## Task goal
Tell how many lines in the data below hold the string "tracing"; give nothing but the number.

** Information supplied follows **

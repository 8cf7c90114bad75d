use std::time::Duration;

/// A one-shot timer facility (`setTimeout` in the browser).
pub trait TimerBackend {
    type Handle;

    /// Schedule the owner's timeout callback after `delay`.
    fn start(&self, delay: Duration) -> Self::Handle;

    fn cancel(&self, handle: Self::Handle);
}

/// Single-slot cancellable timer: at most one timeout is ever pending.
pub struct HideTimer<B: TimerBackend> {
    backend: B,
    pending: Option<B::Handle>,
}

impl<B: TimerBackend> HideTimer<B> {
    pub fn new(backend: B) -> Self {
        Self {
            backend,
            pending: None,
        }
    }

    /// Cancel any pending timeout and schedule a fresh one.
    pub fn restart(&mut self, delay: Duration) {
        self.cancel();
        self.pending = Some(self.backend.start(delay));
    }

    pub fn cancel(&mut self) {
        if let Some(handle) = self.pending.take() {
            self.backend.cancel(handle);
        }
    }

    /// The pending timeout ran; the slot is free again.
    pub fn fired(&mut self) {
        self.pending = None;
    }

    pub fn is_pending(&self) -> bool {
        self.pending.is_some()
    }

    pub fn backend(&self) -> &B {
        &self.backend
    }
}
use crate::config::PlayerConfig;

use super::format::{clamp_seek, format_timestamp, known_duration, progress_percent};
use super::media::{MediaElement, PlayerSurface};
use super::timer::{HideTimer, TimerBackend};

/// Direction of a relative seek.
#[derive(Debug, Clone, Copy, PartialEq, Eq)]
pub enum Direction {
    Back,
    Forward,
}

impl Direction {
    fn sign(self) -> f64 {
        match self {
            Self::Back => -1.0,
            Self::Forward => 1.0,
        }
    }
}

/// Input to the playback controller.
#[derive(Debug, Clone, PartialEq)]
pub enum Message {
    /// The player finished loading; render the initial state.
    Loaded,
    /// The play/pause button.
    TogglePlay,
    /// A click on the video surface itself.
    SurfaceClicked,
    /// The element reached the end of the media.
    Ended,
    /// The element started or paused on its own (`play`/`pause` events).
    PlaybackChanged,
    /// The element's `timeupdate` signal.
    TimeUpdate,
    /// The seek range was dragged to this percentage (0-100).
    SeekInput(f64),
    /// Skip buttons.
    Skip(Direction),
    /// Arrow keys.
    KeySkip(Direction),
    /// The speed button.
    SpeedButton,
    /// A speed option declaring this rate.
    SpeedSelected(f64),
    /// A click anywhere outside the speed menu.
    OutsideClick,
    /// Pointer or touch activity inside the player.
    Activity,
    /// The hide timeout ran out.
    HideTimerFired,
    ToggleFullscreen,
}

/// What the DOM layer should do with the triggering event.
#[derive(Debug, Clone, Copy, PartialEq, Eq)]
pub enum Action {
    None,
    /// Stop the event so document-level handlers never see it.
    StopPropagation,
}

/// Map a `KeyboardEvent.key` value to a message.
pub fn map_key(key: &str) -> Option<Message> {
    match key {
        "ArrowLeft" => Some(Message::KeySkip(Direction::Back)),
        "ArrowRight" => Some(Message::KeySkip(Direction::Forward)),
        _ => None,
    }
}

/// Live snapshot of the player.
#[derive(Debug, Clone, PartialEq)]
pub struct PlaybackState {
    pub is_playing: bool,
    pub current_time: f64,
    pub duration: f64,
    pub playback_rate: f64,
    pub controls_visible: bool,
}

/// Owns all interaction with one media element.
///
/// Playing/paused and the clock are always read from the element. The only
/// state kept here is overlay visibility, whether the speed menu is open,
/// and which offered rate is active.
pub struct PlaybackController<M, P, B: TimerBackend> {
    media: M,
    surface: P,
    timer: HideTimer<B>,
    config: PlayerConfig,
    controls_visible: bool,
    menu_open: bool,
    active_rate: f64,
}

impl<M, P, B> PlaybackController<M, P, B>
where
    M: MediaElement,
    P: PlayerSurface,
    B: TimerBackend,
{
    /// `config.speeds` are the rates the speed menu offers.
    pub fn new(media: M, surface: P, timer: B, config: PlayerConfig) -> Self {
        Self {
            media,
            surface,
            timer: HideTimer::new(timer),
            active_rate: config.default_speed,
            config,
            controls_visible: false,
            menu_open: false,
        }
    }

    pub fn media(&self) -> &M {
        &self.media
    }

    pub fn surface(&self) -> &P {
        &self.surface
    }

    pub fn timer(&self) -> &HideTimer<B> {
        &self.timer
    }

    pub fn is_menu_open(&self) -> bool {
        self.menu_open
    }

    pub fn active_rate(&self) -> f64 {
        self.active_rate
    }

    pub fn state(&self) -> PlaybackState {
        PlaybackState {
            is_playing: !self.media.paused(),
            current_time: self.media.current_time(),
            duration: self.media.duration(),
            playback_rate: self.media.playback_rate(),
            controls_visible: self.controls_visible,
        }
    }

    pub fn update(&mut self, msg: Message) -> Action {
        match msg {
            Message::Loaded => {
                self.media.set_playback_rate(self.active_rate);
                self.surface.render_active_speed(self.active_rate);
                self.surface.render_speed_menu(false);
                self.render_transport();
                self.render_clock();
                self.show_controls();
                Action::None
            }
            Message::TogglePlay => {
                self.toggle_play();
                Action::None
            }
            Message::SurfaceClicked => {
                if self.controls_visible {
                    self.toggle_play();
                }
                self.show_controls();
                Action::None
            }
            Message::Ended | Message::PlaybackChanged => {
                self.render_transport();
                Action::None
            }
            Message::TimeUpdate => {
                self.render_clock();
                Action::None
            }
            Message::SeekInput(percent) => {
                if let Some(duration) = known_duration(self.media.duration()) {
                    let target = clamp_seek(percent / 100.0 * duration, duration);
                    self.media.set_current_time(target);
                    self.surface.render_timestamp(&format_timestamp(target));
                }
                Action::None
            }
            Message::Skip(direction) => {
                self.seek_by(direction.sign() * self.config.button_skip_secs);
                self.show_controls();
                Action::None
            }
            Message::KeySkip(direction) => {
                self.seek_by(direction.sign() * self.config.key_skip_secs);
                self.show_controls();
                Action::None
            }
            Message::SpeedButton => {
                self.set_menu(!self.menu_open);
                Action::StopPropagation
            }
            Message::SpeedSelected(rate) => {
                if !self.config.speeds.contains(&rate) {
                    tracing::debug!(rate, "speed not offered, ignored");
                    return Action::None;
                }
                self.media.set_playback_rate(rate);
                self.active_rate = rate;
                self.surface.render_active_speed(rate);
                self.set_menu(false);
                tracing::debug!(rate, "playback rate changed");
                Action::StopPropagation
            }
            Message::OutsideClick => {
                if self.menu_open {
                    self.set_menu(false);
                }
                Action::None
            }
            Message::Activity => {
                self.show_controls();
                Action::None
            }
            Message::HideTimerFired => {
                self.timer.fired();
                self.controls_visible = false;
                self.surface.render_controls(false);
                Action::None
            }
            Message::ToggleFullscreen => {
                if self.surface.is_fullscreen() {
                    self.surface.exit_fullscreen();
                } else {
                    self.surface.request_fullscreen();
                }
                Action::None
            }
        }
    }

    fn toggle_play(&self) {
        if self.media.paused() {
            self.media.play();
        } else {
            self.media.pause();
        }
        self.render_transport();
    }

    fn seek_by(&self, delta: f64) {
        let target = clamp_seek(self.media.current_time() + delta, self.media.duration());
        self.media.set_current_time(target);
        self.render_clock();
    }

    fn show_controls(&mut self) {
        if !self.controls_visible {
            self.controls_visible = true;
            self.surface.render_controls(true);
        }
        self.timer.restart(self.config.hide_delay());
    }

    fn set_menu(&mut self, open: bool) {
        self.menu_open = open;
        self.surface.render_speed_menu(open);
    }

    fn render_transport(&self) {
        self.surface.render_transport(!self.media.paused());
    }

    fn render_clock(&self) {
        let current = self.media.current_time();
        if let Some(percent) = progress_percent(current, self.media.duration()) {
            self.surface.render_seek(percent);
        }
        self.surface.render_timestamp(&format_timestamp(current));
    }
}
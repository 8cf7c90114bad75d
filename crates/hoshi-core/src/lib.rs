pub mod config;
pub mod diagnostics;
pub mod error;
pub mod navigation;
pub mod playback;
pub mod storage;
pub mod suggest;
pub mod watchlist;
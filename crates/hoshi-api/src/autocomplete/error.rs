use thiserror::Error;

/// Errors from the autocomplete endpoint client.
#[derive(Debug, Error)]
pub enum ApiError {
    #[error("HTTP error: {0}")]
    Http(#[from] reqwest::Error),

    #[error("invalid URL: {0}")]
    Url(#[from] url::ParseError),

    #[error("API error (status {status}): {message}")]
    Status { status: u16, message: String },

    #[error("parse error: {0}")]
    Parse(String),
}
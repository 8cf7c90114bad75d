//! Sub/dub switch and previous/next episode controls.

use hoshi_core::error::HoshiError;
use hoshi_core::navigation::{switch_mode, EpisodeNav, Mode};
use web_sys::{Document, Element};

use crate::dom;

const MODE_SELECTOR: &str = "[data-mode]";
const EPISODE_NAV_SELECTOR: &str = "[data-episode-nav]";

pub fn init(document: &Document) -> Result<(), HoshiError> {
    let current = dom::current_url()?;

    for control in dom::query_all(document, MODE_SELECTOR) {
        bind_mode(&control);
    }

    let nav = EpisodeNav::from_url(&current);
    for control in dom::query_all(document, EPISODE_NAV_SELECTOR) {
        let target = nav.as_ref().and_then(|nav| {
            match control.get_attribute("data-episode-nav").as_deref() {
                Some("prev") => nav.previous(&current),
                Some("next") => nav.next(&current),
                _ => None,
            }
        });
        let Some(target) = target else {
            let _ = control.toggle_attribute_with_force("hidden", true);
            continue;
        };
        dom::listen(&control, "click", move |event| {
            event.prevent_default();
            dom::navigate(&target);
        });
    }
    Ok(())
}

fn bind_mode(control: &Element) {
    let Some(mode) = control
        .get_attribute("data-mode")
        .and_then(|m| m.parse::<Mode>().ok())
    else {
        tracing::debug!("mode control without a valid data-mode");
        return;
    };
    let title = control.get_attribute("data-title");

    dom::listen(control, "click", move |event| {
        event.prevent_default();
        // Read at click time: the query may have changed since load.
        match dom::current_url() {
            Ok(current) => {
                let target = switch_mode(&current, mode, title.as_deref());
                tracing::debug!(%mode, url = %target, "switching mode");
                dom::navigate(&target);
            }
            Err(e) => tracing::warn!(error = %e, "cannot read current URL"),
        }
    });
}
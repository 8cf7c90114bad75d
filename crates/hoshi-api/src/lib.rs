pub mod autocomplete;
pub mod traits;

pub use autocomplete::{ApiError, AutocompleteClient};
pub use traits::{SuggestionItem, SuggestionSource};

** End of Information supplied **

## Answer area
5